*** THE DATA ***

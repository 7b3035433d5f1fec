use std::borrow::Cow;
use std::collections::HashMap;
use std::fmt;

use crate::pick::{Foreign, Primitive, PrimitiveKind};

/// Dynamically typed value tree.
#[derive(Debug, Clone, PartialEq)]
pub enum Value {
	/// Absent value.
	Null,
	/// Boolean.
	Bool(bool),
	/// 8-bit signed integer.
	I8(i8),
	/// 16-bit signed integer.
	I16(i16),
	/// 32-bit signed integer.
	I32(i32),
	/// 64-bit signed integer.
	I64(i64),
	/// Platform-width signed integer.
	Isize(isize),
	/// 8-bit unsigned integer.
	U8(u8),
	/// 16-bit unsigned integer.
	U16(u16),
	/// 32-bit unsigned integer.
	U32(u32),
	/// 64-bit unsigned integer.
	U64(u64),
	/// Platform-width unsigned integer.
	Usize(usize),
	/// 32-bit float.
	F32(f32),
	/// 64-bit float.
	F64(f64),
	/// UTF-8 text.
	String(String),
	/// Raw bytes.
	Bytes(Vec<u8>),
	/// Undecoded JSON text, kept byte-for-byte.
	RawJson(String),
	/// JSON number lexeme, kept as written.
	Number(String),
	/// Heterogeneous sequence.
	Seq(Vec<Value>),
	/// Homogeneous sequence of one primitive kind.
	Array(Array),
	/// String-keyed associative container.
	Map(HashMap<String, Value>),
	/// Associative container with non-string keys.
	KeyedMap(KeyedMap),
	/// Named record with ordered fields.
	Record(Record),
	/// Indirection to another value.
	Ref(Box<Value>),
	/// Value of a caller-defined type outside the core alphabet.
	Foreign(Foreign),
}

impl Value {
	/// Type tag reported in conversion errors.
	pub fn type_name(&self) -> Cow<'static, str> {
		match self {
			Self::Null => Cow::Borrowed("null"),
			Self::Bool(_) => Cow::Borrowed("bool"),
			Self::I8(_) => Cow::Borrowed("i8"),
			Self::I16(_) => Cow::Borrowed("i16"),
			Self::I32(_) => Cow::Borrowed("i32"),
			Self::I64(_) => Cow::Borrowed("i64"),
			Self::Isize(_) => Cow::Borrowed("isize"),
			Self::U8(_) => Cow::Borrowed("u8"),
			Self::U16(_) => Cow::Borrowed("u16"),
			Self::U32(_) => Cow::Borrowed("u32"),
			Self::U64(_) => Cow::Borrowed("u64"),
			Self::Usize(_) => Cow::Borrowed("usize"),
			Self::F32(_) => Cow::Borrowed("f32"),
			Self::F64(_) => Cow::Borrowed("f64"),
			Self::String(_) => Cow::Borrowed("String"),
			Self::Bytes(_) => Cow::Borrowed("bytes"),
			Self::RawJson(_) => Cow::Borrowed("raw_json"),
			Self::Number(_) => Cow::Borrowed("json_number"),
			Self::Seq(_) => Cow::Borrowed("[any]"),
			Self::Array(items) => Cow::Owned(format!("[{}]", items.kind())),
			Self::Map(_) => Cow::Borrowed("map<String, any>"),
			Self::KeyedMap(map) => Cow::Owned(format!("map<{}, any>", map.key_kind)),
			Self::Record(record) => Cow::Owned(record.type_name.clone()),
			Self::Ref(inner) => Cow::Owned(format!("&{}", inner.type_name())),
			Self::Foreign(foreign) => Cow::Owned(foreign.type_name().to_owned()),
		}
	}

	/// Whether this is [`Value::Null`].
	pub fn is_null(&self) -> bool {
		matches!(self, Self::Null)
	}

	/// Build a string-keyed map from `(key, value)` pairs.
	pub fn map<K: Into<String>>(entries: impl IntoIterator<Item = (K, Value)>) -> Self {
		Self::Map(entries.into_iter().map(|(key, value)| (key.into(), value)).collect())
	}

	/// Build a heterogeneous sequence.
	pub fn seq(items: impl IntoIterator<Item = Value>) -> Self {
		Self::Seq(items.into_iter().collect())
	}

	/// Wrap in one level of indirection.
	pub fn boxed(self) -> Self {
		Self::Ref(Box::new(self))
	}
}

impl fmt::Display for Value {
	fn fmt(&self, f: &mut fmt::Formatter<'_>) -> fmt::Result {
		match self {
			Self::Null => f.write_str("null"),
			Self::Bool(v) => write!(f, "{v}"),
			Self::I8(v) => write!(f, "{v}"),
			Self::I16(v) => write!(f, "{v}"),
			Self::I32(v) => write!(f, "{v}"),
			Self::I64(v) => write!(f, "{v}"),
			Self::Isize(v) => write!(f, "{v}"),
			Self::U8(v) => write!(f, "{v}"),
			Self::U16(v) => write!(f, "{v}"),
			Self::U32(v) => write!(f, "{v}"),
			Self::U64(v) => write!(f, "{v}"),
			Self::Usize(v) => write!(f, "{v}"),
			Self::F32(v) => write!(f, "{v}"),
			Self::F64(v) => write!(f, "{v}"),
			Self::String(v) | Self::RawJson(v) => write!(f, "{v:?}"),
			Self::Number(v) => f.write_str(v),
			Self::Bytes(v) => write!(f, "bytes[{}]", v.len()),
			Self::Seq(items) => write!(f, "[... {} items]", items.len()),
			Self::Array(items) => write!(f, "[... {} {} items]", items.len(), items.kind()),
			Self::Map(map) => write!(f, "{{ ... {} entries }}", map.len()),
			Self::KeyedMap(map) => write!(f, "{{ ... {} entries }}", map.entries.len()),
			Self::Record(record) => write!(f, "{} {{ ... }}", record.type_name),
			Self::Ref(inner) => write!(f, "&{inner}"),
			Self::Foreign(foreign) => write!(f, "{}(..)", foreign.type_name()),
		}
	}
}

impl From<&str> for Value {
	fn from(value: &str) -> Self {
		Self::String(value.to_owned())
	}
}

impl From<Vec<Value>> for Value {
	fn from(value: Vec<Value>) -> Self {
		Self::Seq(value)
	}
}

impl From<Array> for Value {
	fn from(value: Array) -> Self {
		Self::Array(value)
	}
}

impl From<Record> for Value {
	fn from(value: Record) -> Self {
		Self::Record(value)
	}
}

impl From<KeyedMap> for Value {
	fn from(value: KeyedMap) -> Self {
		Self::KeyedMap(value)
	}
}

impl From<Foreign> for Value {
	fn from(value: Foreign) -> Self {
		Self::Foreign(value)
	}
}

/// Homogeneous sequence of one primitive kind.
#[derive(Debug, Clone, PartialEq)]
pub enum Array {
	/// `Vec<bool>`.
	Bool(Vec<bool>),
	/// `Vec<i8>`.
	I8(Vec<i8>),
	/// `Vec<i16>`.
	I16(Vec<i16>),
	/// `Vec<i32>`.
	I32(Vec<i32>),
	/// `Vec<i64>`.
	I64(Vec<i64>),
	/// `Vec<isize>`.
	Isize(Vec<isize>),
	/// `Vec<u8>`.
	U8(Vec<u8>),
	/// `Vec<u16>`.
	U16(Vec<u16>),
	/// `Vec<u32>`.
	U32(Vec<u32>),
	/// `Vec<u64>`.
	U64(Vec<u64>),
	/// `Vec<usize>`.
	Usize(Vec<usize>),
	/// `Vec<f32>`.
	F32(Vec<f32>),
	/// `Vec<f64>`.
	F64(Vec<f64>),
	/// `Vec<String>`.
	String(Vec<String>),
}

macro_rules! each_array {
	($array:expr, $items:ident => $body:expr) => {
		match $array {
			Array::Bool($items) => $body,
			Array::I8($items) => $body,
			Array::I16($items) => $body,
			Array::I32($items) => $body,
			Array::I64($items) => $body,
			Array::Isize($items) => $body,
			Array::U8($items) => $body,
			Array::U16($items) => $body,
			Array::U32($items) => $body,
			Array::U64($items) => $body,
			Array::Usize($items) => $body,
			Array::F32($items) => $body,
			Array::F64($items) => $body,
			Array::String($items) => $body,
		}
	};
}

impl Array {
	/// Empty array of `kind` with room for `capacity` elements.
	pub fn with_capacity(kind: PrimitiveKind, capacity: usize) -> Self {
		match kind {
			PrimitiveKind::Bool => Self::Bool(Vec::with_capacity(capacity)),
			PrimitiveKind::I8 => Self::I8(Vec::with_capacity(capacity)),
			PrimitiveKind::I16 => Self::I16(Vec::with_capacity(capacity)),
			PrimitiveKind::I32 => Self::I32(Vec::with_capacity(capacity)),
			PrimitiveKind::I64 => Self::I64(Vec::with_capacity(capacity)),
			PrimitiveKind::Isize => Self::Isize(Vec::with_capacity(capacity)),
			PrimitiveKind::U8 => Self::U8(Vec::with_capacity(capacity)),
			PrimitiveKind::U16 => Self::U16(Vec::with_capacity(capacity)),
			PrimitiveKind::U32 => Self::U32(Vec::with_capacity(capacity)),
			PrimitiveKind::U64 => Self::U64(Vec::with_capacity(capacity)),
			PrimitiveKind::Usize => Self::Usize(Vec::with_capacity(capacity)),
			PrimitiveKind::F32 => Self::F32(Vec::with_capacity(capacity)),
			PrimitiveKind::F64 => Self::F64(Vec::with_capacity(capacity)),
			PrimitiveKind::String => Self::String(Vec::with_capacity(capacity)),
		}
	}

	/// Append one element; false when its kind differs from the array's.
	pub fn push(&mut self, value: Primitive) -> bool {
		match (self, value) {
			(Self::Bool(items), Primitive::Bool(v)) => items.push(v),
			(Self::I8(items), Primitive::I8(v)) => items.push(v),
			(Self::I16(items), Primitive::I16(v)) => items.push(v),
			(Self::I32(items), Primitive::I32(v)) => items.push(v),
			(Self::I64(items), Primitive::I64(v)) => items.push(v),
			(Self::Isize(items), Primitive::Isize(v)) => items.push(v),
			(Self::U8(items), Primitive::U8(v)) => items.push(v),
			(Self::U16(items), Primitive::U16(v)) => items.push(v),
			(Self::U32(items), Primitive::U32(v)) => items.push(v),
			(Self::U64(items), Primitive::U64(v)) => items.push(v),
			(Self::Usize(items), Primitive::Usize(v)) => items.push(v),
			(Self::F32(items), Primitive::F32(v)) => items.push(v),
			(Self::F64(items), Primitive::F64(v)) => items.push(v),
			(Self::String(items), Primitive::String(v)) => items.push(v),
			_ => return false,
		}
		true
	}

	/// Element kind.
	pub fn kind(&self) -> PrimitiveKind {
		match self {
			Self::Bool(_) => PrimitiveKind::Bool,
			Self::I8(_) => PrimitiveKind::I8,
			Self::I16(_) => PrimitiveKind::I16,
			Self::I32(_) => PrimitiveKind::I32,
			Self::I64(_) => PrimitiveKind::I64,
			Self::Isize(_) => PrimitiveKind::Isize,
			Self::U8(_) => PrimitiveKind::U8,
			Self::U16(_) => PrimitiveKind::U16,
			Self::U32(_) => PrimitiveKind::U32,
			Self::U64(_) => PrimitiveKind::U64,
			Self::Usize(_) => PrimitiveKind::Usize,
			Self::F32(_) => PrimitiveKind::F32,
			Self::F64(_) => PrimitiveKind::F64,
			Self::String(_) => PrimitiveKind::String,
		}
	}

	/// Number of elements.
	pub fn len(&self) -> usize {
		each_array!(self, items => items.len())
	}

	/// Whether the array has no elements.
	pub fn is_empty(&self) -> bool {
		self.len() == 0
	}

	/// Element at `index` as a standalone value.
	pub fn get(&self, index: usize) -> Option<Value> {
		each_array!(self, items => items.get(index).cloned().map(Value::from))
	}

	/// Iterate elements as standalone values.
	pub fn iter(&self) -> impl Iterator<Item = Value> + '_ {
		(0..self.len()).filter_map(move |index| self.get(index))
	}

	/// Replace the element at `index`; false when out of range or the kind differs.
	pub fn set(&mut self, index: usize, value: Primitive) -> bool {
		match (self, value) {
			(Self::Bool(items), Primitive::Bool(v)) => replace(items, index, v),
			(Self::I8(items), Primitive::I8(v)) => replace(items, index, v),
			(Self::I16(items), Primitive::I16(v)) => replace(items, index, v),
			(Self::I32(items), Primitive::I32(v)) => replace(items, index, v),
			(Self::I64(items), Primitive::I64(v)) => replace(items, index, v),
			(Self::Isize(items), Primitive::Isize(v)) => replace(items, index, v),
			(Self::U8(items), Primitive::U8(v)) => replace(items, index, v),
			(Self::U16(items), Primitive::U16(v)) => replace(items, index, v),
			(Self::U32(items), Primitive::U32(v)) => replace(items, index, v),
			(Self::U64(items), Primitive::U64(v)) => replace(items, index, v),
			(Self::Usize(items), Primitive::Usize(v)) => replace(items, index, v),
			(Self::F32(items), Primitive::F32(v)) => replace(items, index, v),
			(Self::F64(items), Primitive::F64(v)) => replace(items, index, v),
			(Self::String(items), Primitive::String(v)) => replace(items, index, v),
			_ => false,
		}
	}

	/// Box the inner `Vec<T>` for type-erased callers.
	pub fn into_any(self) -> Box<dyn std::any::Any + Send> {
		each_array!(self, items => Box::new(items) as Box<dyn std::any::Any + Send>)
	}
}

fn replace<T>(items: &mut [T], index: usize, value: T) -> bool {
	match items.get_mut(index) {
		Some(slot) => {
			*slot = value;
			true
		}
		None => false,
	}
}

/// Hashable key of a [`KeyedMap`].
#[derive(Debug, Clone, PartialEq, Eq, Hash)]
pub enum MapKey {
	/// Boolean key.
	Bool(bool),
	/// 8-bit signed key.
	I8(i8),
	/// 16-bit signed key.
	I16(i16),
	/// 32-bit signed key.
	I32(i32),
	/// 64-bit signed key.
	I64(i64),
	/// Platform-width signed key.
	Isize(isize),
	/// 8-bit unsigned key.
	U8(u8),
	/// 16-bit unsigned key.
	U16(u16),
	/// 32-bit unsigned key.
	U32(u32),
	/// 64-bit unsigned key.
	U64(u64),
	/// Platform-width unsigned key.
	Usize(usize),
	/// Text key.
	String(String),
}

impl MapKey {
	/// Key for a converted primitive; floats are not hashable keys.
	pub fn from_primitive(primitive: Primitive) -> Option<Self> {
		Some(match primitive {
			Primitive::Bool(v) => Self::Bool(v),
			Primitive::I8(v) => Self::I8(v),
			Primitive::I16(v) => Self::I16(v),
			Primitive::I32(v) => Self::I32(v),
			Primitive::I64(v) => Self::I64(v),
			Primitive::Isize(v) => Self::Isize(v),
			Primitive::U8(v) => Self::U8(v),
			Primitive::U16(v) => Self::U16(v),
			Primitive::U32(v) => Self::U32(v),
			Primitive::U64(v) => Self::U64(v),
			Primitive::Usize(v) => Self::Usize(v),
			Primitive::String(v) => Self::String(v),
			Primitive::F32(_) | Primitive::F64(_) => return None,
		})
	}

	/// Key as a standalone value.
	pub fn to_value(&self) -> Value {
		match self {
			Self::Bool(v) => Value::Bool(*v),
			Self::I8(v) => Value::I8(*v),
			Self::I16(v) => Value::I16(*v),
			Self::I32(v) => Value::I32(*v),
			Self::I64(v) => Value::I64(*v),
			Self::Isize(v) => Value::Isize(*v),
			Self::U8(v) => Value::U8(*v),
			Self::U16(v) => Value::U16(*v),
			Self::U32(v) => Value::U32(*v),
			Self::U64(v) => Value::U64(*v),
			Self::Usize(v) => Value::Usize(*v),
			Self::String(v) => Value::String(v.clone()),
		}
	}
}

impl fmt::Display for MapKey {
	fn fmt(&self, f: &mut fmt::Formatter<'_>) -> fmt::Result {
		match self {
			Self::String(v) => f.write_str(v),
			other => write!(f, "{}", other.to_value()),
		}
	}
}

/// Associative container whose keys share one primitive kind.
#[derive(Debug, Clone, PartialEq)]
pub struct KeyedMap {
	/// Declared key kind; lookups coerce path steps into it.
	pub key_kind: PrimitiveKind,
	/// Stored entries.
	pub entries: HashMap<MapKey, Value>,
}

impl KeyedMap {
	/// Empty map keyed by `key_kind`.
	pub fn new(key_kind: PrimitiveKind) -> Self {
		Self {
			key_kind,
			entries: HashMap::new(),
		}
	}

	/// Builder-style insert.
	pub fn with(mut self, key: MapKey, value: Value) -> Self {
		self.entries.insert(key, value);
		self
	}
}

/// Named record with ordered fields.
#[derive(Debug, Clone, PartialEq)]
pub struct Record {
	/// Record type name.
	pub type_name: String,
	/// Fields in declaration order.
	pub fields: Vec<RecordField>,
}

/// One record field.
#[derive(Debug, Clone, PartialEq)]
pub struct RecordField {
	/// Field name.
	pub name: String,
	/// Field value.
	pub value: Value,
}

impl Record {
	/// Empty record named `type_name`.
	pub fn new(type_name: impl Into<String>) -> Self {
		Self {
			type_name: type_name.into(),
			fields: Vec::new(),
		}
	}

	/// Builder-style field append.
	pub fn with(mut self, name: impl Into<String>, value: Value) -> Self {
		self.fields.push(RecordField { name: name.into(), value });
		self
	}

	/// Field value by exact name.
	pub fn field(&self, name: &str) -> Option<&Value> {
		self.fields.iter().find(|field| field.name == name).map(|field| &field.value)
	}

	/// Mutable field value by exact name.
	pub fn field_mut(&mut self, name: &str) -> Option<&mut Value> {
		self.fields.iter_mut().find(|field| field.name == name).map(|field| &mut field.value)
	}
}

*** End of THE DATA ***

● DIRECTIONS FOR THIS TASK
Please find every line in the records above that holds the word "integer" and copy it.

● EXERCISE SOLUTION
	/// 8-bit signed integer.
	/// 16-bit signed integer.
	/// 32-bit signed integer.
	/// 64-bit signed integer.
	/// Platform-width signed integer.
	/// 8-bit unsigned integer.
	/// 16-bit unsigned integer.
	/// 32-bit unsigned integer.
	/// 64-bit unsigned integer.
	/// Platform-width unsigned integer.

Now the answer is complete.